A lot is made about how Assane lives by a code. That he honors his word and is loyal to those he cares about. Okay, so yes, all of that is important. But there is an aspect of Assane that made me want to scream. He is constantly showing up late (or not showing up at all) for his son. His ex-wife is always calling to remind him about things like his son’s birthday and then looking mildly annoyed but also patiently exasperated when he fucks things up again. WHAT. THE. FUCK. First…Ugh. I don’t even know what is first. First, can we start normalizing fathers having their shit together when it comes to their children? Can we stop expecting mothers to do all the emotional labor of remembering birthdays and getting presents and making time for children? And then being all wowed the one time a father shows up at the last minute with some wild plan? Do you know how much energy it takes to keep all of that shit straight in your head? A fucking lot. That’s how much. Seriously.

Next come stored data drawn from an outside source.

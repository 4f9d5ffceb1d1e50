//! Connection settings and field-key configuration.
//!
//! Settings come from `<config_dir>/ado-anchors/config.json`, with these
//! environment variables taking precedence:
//! - `ADO_ORGANIZATION_URL` - e.g. `https://dev.azure.com/contoso`
//! - `ADO_PROJECT` - project name
//! - `ADO_PAT` - personal access token
//! - `ADO_REFRESH_MINUTES` - refresh interval for watched queries
//!
//! Every value may be absent. Operations that need a connection call
//! [`Settings::connection`] and surface [`ClientError::NotConfigured`].

use std::fs;
use std::path::{Path, PathBuf};

use anyhow::{Context, Result};
use dirs::config_dir;
use serde::{Deserialize, Serialize};

use crate::client::ClientError;
use crate::models::keys;

const APP_NAME: &str = "ado-anchors";
const CONFIG_FILE: &str = "config.json";

/// Default refresh interval for watched queries, in minutes.
pub const DEFAULT_REFRESH_MINUTES: u32 = 15;

#[derive(Debug, Clone, Default, PartialEq, Serialize, Deserialize)]
#[serde(rename_all = "camelCase", default)]
pub struct Settings {
    pub organization_url: Option<String>,
    pub project_name: Option<String>,
    pub personal_access_token: Option<String>,
    pub refresh_interval_minutes: Option<u32>,
    /// Run saved queries with the comprehensive field set.
    pub comprehensive_queries: bool,
    pub fields: FieldConfig,
}

/// Wire field keys requested from the remote.
///
/// Several role and readiness fields differ per organization, so every key
/// list here is configuration rather than fact.
#[derive(Debug, Clone, PartialEq, Serialize, Deserialize)]
#[serde(rename_all = "camelCase", default)]
pub struct FieldConfig {
    /// Saved-query rows when `comprehensive` is off.
    pub minimal: Vec<String>,
    /// Added to `minimal` when `comprehensive` is on.
    pub comprehensive_extra: Vec<String>,
    /// Batch fields for the children of a container.
    pub children: Vec<String>,
    /// Ordering key for child queries; ties break on id.
    pub rank_field: String,
    /// Identity fields shown on the Contacts tab.
    pub contacts: Vec<FieldSpec>,
    /// Extra tabs, each listing a group of fields.
    pub groups: Vec<FieldGroup>,
}

#[derive(Debug, Clone, PartialEq, Eq, Serialize, Deserialize)]
pub struct FieldSpec {
    pub label: String,
    pub key: String,
}

#[derive(Debug, Clone, PartialEq, Eq, Serialize, Deserialize)]
pub struct FieldGroup {
    pub name: String,
    pub fields: Vec<FieldSpec>,
}

impl FieldSpec {
    pub fn new(label: impl Into<String>, key: impl Into<String>) -> Self {
        Self {
            label: label.into(),
            key: key.into(),
        }
    }
}

impl Default for FieldConfig {
    fn default() -> Self {
        let owned = |list: &[&str]| list.iter().map(|s| s.to_string()).collect::<Vec<_>>();
        Self {
            minimal: owned(&[keys::ID, keys::WORK_ITEM_TYPE, keys::TITLE, keys::STATE]),
            comprehensive_extra: owned(&[
                keys::ASSIGNED_TO,
                keys::CREATED_DATE,
                keys::CHANGED_DATE,
                keys::DESCRIPTION,
                keys::TAGS,
                keys::PRIORITY,
                keys::PARENT,
            ]),
            children: owned(&[
                keys::ID,
                keys::TITLE,
                keys::STATE,
                keys::WORK_ITEM_TYPE,
                keys::DESCRIPTION,
                keys::ASSIGNED_TO,
                keys::CREATED_DATE,
                keys::CHANGED_DATE,
                keys::PARENT,
            ]),
            rank_field: keys::STACK_RANK.to_string(),
            contacts: vec![
                FieldSpec::new("Assigned To", keys::ASSIGNED_TO),
                FieldSpec::new("Created By", keys::CREATED_BY),
                FieldSpec::new("Changed By", keys::CHANGED_BY),
            ],
            groups: Vec::new(),
        }
    }
}

impl FieldConfig {
    /// Field list for a saved query run.
    pub fn query_fields(&self, comprehensive: bool) -> Vec<String> {
        let mut fields = self.minimal.clone();
        if comprehensive {
            for key in &self.comprehensive_extra {
                if !fields.contains(key) {
                    fields.push(key.clone());
                }
            }
        }
        fields
    }
}

/// A complete set of connection values.
#[derive(Debug, Clone, PartialEq, Eq)]
pub struct Connection {
    /// Organization URL without trailing slashes.
    pub organization_url: String,
    pub project_name: String,
    pub personal_access_token: String,
}

impl Connection {
    /// Web UI link for a work item.
    pub fn item_link(&self, id: i64) -> String {
        format!(
            "{}/{}/_workitems/edit/{}",
            self.organization_url,
            urlencoding::encode(&self.project_name),
            id
        )
    }
}

impl Settings {
    /// Load from the user's config directory, then apply environment overrides.
    pub fn load() -> Result<Self> {
        let path = config_path()?;
        let mut settings = Self::load_from(&path)?;
        settings.apply_env(|key| std::env::var(key).ok());
        Ok(settings)
    }

    /// Load from a specific file. A missing file yields defaults.
    pub fn load_from(path: &Path) -> Result<Self> {
        if !path.exists() {
            return Ok(Self::default());
        }
        let content = fs::read_to_string(path)
            .with_context(|| format!("Failed to read config file {}", path.display()))?;
        let settings = serde_json::from_str(&content)
            .with_context(|| format!("Failed to parse config file {}", path.display()))?;
        Ok(settings)
    }

    /// Save to the user's config directory.
    pub fn save(&self) -> Result<()> {
        self.save_to(&config_path()?)
    }

    pub fn save_to(&self, path: &Path) -> Result<()> {
        if let Some(parent) = path.parent() {
            fs::create_dir_all(parent).context("Failed to create config directory")?;
        }
        let content = serde_json::to_string_pretty(self).context("Failed to serialize config")?;
        fs::write(path, content).context("Failed to write config file")?;
        Ok(())
    }

    /// Overlay values from an environment lookup.
    pub fn apply_env(&mut self, lookup: impl Fn(&str) -> Option<String>) {
        if let Some(url) = lookup("ADO_ORGANIZATION_URL") {
            self.organization_url = Some(url);
        }
        if let Some(project) = lookup("ADO_PROJECT") {
            self.project_name = Some(project);
        }
        if let Some(pat) = lookup("ADO_PAT") {
            self.personal_access_token = Some(pat);
        }
        if let Some(minutes) = lookup("ADO_REFRESH_MINUTES").and_then(|s| s.parse().ok()) {
            self.refresh_interval_minutes = Some(minutes);
        }
    }

    pub fn refresh_interval_minutes(&self) -> u32 {
        self.refresh_interval_minutes
            .filter(|m| *m > 0)
            .unwrap_or(DEFAULT_REFRESH_MINUTES)
    }

    /// The connection values, or the names of the ones that are missing.
    pub fn connection(&self) -> Result<Connection, ClientError> {
        fn present(value: &Option<String>) -> Option<String> {
            value
                .as_deref()
                .map(str::trim)
                .filter(|s| !s.is_empty())
                .map(str::to_string)
        }

        let org = present(&self.organization_url);
        let project = present(&self.project_name);
        let pat = present(&self.personal_access_token);

        match (org, project, pat) {
            (Some(org), Some(project_name), Some(personal_access_token)) => Ok(Connection {
                organization_url: org.trim_end_matches('/').to_string(),
                project_name,
                personal_access_token,
            }),
            (org, project, pat) => {
                let mut missing = Vec::new();
                if org.is_none() {
                    missing.push("organizationUrl");
                }
                if project.is_none() {
                    missing.push("projectName");
                }
                if pat.is_none() {
                    missing.push("personalAccessToken");
                }
                Err(ClientError::NotConfigured { missing })
            }
        }
    }
}

fn config_path() -> Result<PathBuf> {
    let mut path =
        config_dir().ok_or_else(|| anyhow::anyhow!("Could not determine config directory"))?;
    path.push(APP_NAME);
    path.push(CONFIG_FILE);
    Ok(path)
}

And it’s not just birthdays and big things. It’s keeping track of when your smaller humans last bathed, if they’ve brushed their teeth, checking on their emotional well-being, keeping track of schedules. It’s constantly weighing and balancing their needs and your needs. It’s balancing short-term gains and long-term goals. And we need to stop having it be acceptable and normal that mothers then also have to do that work for fathers as well. Fathers are grown ass men who can learn the same skills as mothers. Second of all, Assane lost his father when he was young, so wouldn’t that light a fire under his ass to make sure he’s around for his kid? Third of all, I get that he’s very busy doing thievery and shit, but his ex-wife is also busy working and raising their child. And Assane has like three computer monitors and appears to have the ability to do all kinds of fancy computer-related stuff, plus he manages to schedule complicated schemes down to the second. But he can’t set a damn reminder to buy a present for his kid or pick him up on time? I call bullshit. It’s a choice, conscious or not, to be incompetent and let someone else take care of him. It’s not charming. I’d be entirely happy to never watch one more scene where a man plays a bumbling dad who means well, but always falls short. Or where the dad is the hero for just showing up and doing the bare minimum. Hey, writers, find another way to humanize men in general and Assane in particular!
Phew. Sorry. I just really needed to get that off my chest. Even with that ire, I still really enjoyed the series. Though you should be forewarned that it ends on a humdinger of a cliff hanger. Actually, I don’t even know if I’d call it a cliffhanger. It’s like it ends in the middle of a scene, which somehow makes it even more frustrating that we have to wait for the next set of episodes to drop.